= God Knows Where I Am =

2016 film by Todd and Jedd Wider

God Knows Where I Am is a 2016 American documentary film directed and produced by Todd Wider and Jedd Wider and narrated by Lori Singer.

The film premiered to critical acclaim, and screened in cities and film festivals all over the world, winning numerous awards, including the Special Jury Prize for International Feature at Hot Docs Canadian International Documentary Festival.

The documentary premiered on PBS stations in USA, on October 15, 2018.

== Synopsis ==
In a vacant New Hampshire farmhouse, a homeless woman's body is found. A diary lies near the body which contains notes of starvation and mental illness. However, this diary also contains beauty, humor, and other positive things along with a spiritual touch. Linda Bishop had been a prisoner of her own mind for about four months, and while waiting for God to save her, she was surviving on apples and rain water, all in the midst of one of the coldest winters on record. The unfolding saga of her story is told from her own perspective, and the perspective of others, describing our systemic failure to protect the homeless and mentally ill.

== Production ==

=== Shooting in film: Using historical cameras ===
Filmmakers Jedd and Todd Wider explained why they used film, and why they chose different cameras film gauges for her situation and states of mind: "We wanted the audience to experience and feel a little of what Linda might have felt." When depicting Bishop's release from the hospital and her subsequent travels, they used 16mm on a 1966 Bolex and a 1972 Canon Scoopic, for a sense of her physical action and energy. They shot scenes where Bishop discusses food in her diary in Super 16mm with an Aaton XTR in order to convey a sense of nostalgia but also a dreamlike quality. In depicting the natural world she saw outside the window, they used 35mm film with 1939 Eyemo cameras, one of them spring-wound to convey a bit of unevenness. Instead of a sense of modernity, they tried to express the idealistic beauty of her surroundings. An Arriflex Alexa was also used for the nature scenes, and a Technocrane for "the meditations of a solitary soul moving through the interiors of the farmhouse and landscape." The interviews were shot in digital video.

===Performance===
An early challenge for the filmmakers was how to present Bishop's story in her own words. While they had no protagonist to interview, they did have Bishop's words, in the form of her diary. Actress Lori Singer spent considerable time with the real diary, even studying how the pen was imprinted onto the actual paper for clues as to what Bishop might have been experiencing. Singer created an entire character arc for Bishop. The performance helps the viewer enter into the mind of Bishop and feel for her, and she serves as the key guide, taking you on what becomes a tragic journey.
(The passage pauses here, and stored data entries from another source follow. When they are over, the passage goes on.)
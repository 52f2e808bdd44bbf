use se05x::prelude::*;
use se05x::transport::MockTransport;

use crate::common::{self, fixtures};

#[test]
fn atr_from_fresh_session() {
    common::init_logging();
    let mock = MockTransport::new();
    common::queue_block(&mock, 0xEF, &fixtures::atr_payload());
    let mut se = common::mock_device(&mock).unwrap();

    let atr = se.answer_to_reset().unwrap();
    assert_eq!(atr.protocol_version, 0x00);
    assert_eq!(atr.vendor_id, [0xA0, 0x00, 0x00, 0x03, 0x96]);
    assert_eq!(atr.vendor_id_hex(), "A000000396");
    assert_eq!(atr.block_wait_time, 1000);
    assert_eq!(atr.ifsc, 254);
    assert_eq!(atr.physical_layer, 0x02);
    assert_eq!(atr.i2c_max_clock, 1000);
    assert_eq!(atr.i2c_config, 0x08);
    assert_eq!(atr.historical_text(), "JCOP4 ATPO");
    assert_eq!(atr.raw(), fixtures::atr_payload().as_slice());

    assert_eq!(mock.writes(), vec![vec![0x5A, 0xCF, 0x00, 0x37, 0x7F]]);
}

#[test]
fn atr_longer_than_fixed_fields() {
    let mock = MockTransport::new();
    let payload = fixtures::atr_payload_extended();
    assert_eq!(payload.len(), 43);
    common::queue_block(&mock, 0xEF, &payload);
    let mut se = common::mock_device(&mock).unwrap();

    let atr = se.answer_to_reset().unwrap();
    assert_eq!(atr.vendor_id_hex(), "A000000396");
    assert_eq!(atr.block_wait_time, 1000);
    assert_eq!(atr.ifsc, 254);
    assert_eq!(atr.physical_layer, 0x02);
    assert_eq!(atr.i2c_max_clock, 1000);
    assert_eq!(atr.i2c_config, 0x08);
    assert_eq!(atr.historical_text(), "JCOP4 ATPO");
    assert_eq!(atr.raw().len(), 43);
    assert_eq!(&atr.raw()[35..], &[1, 2, 3, 4, 5, 6, 7, 8]);
}

#[test]
fn select_default_extracts_aid() {
    let mock = MockTransport::new();
    common::queue_block(&mock, 0x00, &fixtures::select_default_payload());
    let mut se = common::mock_device(&mock).unwrap();

    let sel = se.select_default().unwrap();
    assert_eq!(sel.aid, vec![0xA0, 0x00, 0x00, 0x01, 0x51, 0x00, 0x00, 0x00]);

    let sent = &mock.writes()[0];
    assert_eq!(&sent[..3], &[0x5A, 0x00, 0x05]);
    assert_eq!(&sent[3..8], &[0x00, 0xA4, 0x04, 0x00, 0x00]);
}

#[test]
fn cplc_fields() {
    let mock = MockTransport::new();
    common::queue_block(&mock, 0x00, &fixtures::cplc_payload());
    let mut se = common::mock_device(&mock).unwrap();

    let cplc = se.cplc().unwrap();
    assert_eq!(cplc.ic_fabricator, [0x47, 0x90]);
    assert_eq!(cplc.ic_type, [0xD3, 0x21]);
    assert_eq!(cplc.os_id, [0x47, 0x00]);
    assert_eq!(cplc.ic_serial_number, [0x0B, 0x0C, 0x0D, 0x0E]);
    assert_eq!(cplc.ic_batch_id, [0x0F, 0x10]);
}

#[test]
fn known_and_unknown_devices() {
    let cases = [
        (0xA200u16, "SE050_C1 (03_XX)"),
        (0xA92A, "SE050_F2 (03_XX, 2022 / OM-SE050ARD-F)"),
        (0x0000, "unknown"),
        (0xFFFF, "unknown"),
    ];
    for (oef, expected) in cases {
        let mock = MockTransport::new();
        common::queue_block(&mock, 0x00, &fixtures::platform_id_payload(oef));
        let mut se = common::mock_device(&mock).unwrap();

        let info = se.device_info().unwrap();
        assert_eq!(info.oef_id, oef);
        assert_eq!(info.name.to_string(), expected, "oef {:04X}", oef);
        assert_eq!(info.platform_build_id, "JCOP4 SE050 0300");
    }
}

#[test]
fn catalog_lookup() {
    let catalog = DeviceCatalog::global();
    assert_eq!(catalog.len(), 15);
    assert_eq!(catalog.lookup(0xA200), DeviceName::Known("SE050_C1 (03_XX)"));
    assert_eq!(catalog.lookup(0x0000), DeviceName::Unknown(0x0000));
}

#[test]
fn truncated_atr_is_invalid_length() {
    let mock = MockTransport::new();
    common::queue_block(&mock, 0xEF, &fixtures::atr_payload()[..20]);
    let mut se = common::mock_device(&mock).unwrap();
    assert!(matches!(
        se.answer_to_reset(),
        Err(Error::InvalidLength { actual: 20, .. })
    ));
}

#[test]
fn oversized_select_fails_before_io() {
    let mock = MockTransport::new();
    let mut se = common::mock_device(&mock).unwrap();
    let aid = vec![0xAA; 250];
    assert!(matches!(se.select(&aid), Err(Error::FrameTooLong { .. })));
    assert_eq!(mock.write_attempts(), 0);
}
Singer's performance has been praised by critics. Greg Klymkiw of The Film Corner praised, "Singer's performance here is astonishing - she captures the pain, desperation and even small joys in Bishop's life during these sad, lonely days with a sensitivity and grace linked wholly to the "character" of Bishop." Andrew Parker of Toronto Film Scene said, "The actress steps inside Bishop so completely that it’s impossible not to sit in stunned silence listening to every word of the journals as they’re delivered." Jessica Kiang of Variety wrote, “A chilling exploration-The diaries are not just read but vocally embodied by Lori Singer in a vivid voiceover performance.”

== Release ==
The film premiered on April 30, 2016 at the 2016 Hot Docs Canadian International Documentary Festival. It later opened theatrically in the Spring of 2017 and played in multiple markets around the world. PBS stations will broadcast God Knows Where I Am nationwide on October 15, 2018.

== Reception and awards ==
In 2019, God Knows Where I Am won an Emmy Award for Outstanding Lighting Direction and Scenic Design.
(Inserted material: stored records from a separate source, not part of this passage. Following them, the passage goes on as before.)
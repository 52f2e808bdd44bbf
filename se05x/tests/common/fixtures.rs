// Captured SE050 responses shared by the integration tests

use hex::FromHex;

/// ATR payload of an SE050 C1 (without the T=1 header and checksum)
pub fn atr_payload() -> Vec<u8> {
    Vec::from_hex(concat!(
        "00a0000003960403e800fe020b03e80801000000006400000a",
        "4a434f5034204154504f"
    ))
    .unwrap()
}

/// ATR as some firmware revisions send it: the same fields followed by
/// eight extra bytes.
pub fn atr_payload_extended() -> Vec<u8> {
    let mut atr = atr_payload();
    atr.extend_from_slice(&Vec::from_hex("0102030405060708").unwrap());
    atr
}

/// Default applet SELECT response (FCI with an 8-byte AID)
pub fn select_default_payload() -> Vec<u8> {
    Vec::from_hex("6f108408a000000151000000a5049f6501ff9000").unwrap()
}

pub fn cplc_payload() -> Vec<u8> {
    Vec::from_hex(concat!(
        "9f7f2a",
        "4790d321470001234567890a0b0c0d0e0f1011",
        "00000000000000000000000000000000000000000000000000",
        "9000"
    ))
    .unwrap()
}

/// Platform identification record for the given OEF id
pub fn platform_id_payload(oef: u16) -> Vec<u8> {
    let mut data = Vec::from_hex("fe2ddf282a00000000").unwrap();
    data.extend_from_slice(&oef.to_be_bytes());
    data.resize(31, 0x00);
    data.extend_from_slice(b"JCOP4 SE050 0300");
    data.extend_from_slice(&[0x90, 0x00]);
    data
}

pub fn ok_payload() -> Vec<u8> {
    vec![0x90, 0x00]
}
The film received positive feedback from critics. Review aggregation website Rotten Tomatoes gives the film a score of 84% based on reviews from 25 critics. Christopher Orr of The Atlantic called the film "beautiful, evocative, and ultimately heartbreaking." Andy Webster of The New York Times named God Knows Where I Am a "New York Times Critic's Pick." Amy Ellis Nutt of The Washington Post praised the film as "remarkably moving." John DeFore of The Hollywood Reporter said the film was "haunting and uncommonly artful."

In 2016, God Knows Where I Am won the Special Jury Prize for Best International Feature Documentary at Hot Docs Canadian International Documentary Festival. Napa Valley Film Festival awarded the film with the Special Jury Award for Innovative Treatment of a Social Issue in a Documentary Feature. At the Salem Film Fest, God Knows Where I Am won the award for Best Cinematography from American Cinematographer. The film was also named Best Documentary Feature at the Maryland International Film Festival, New Hampshire Film Festival, and American Documentary Film Festival.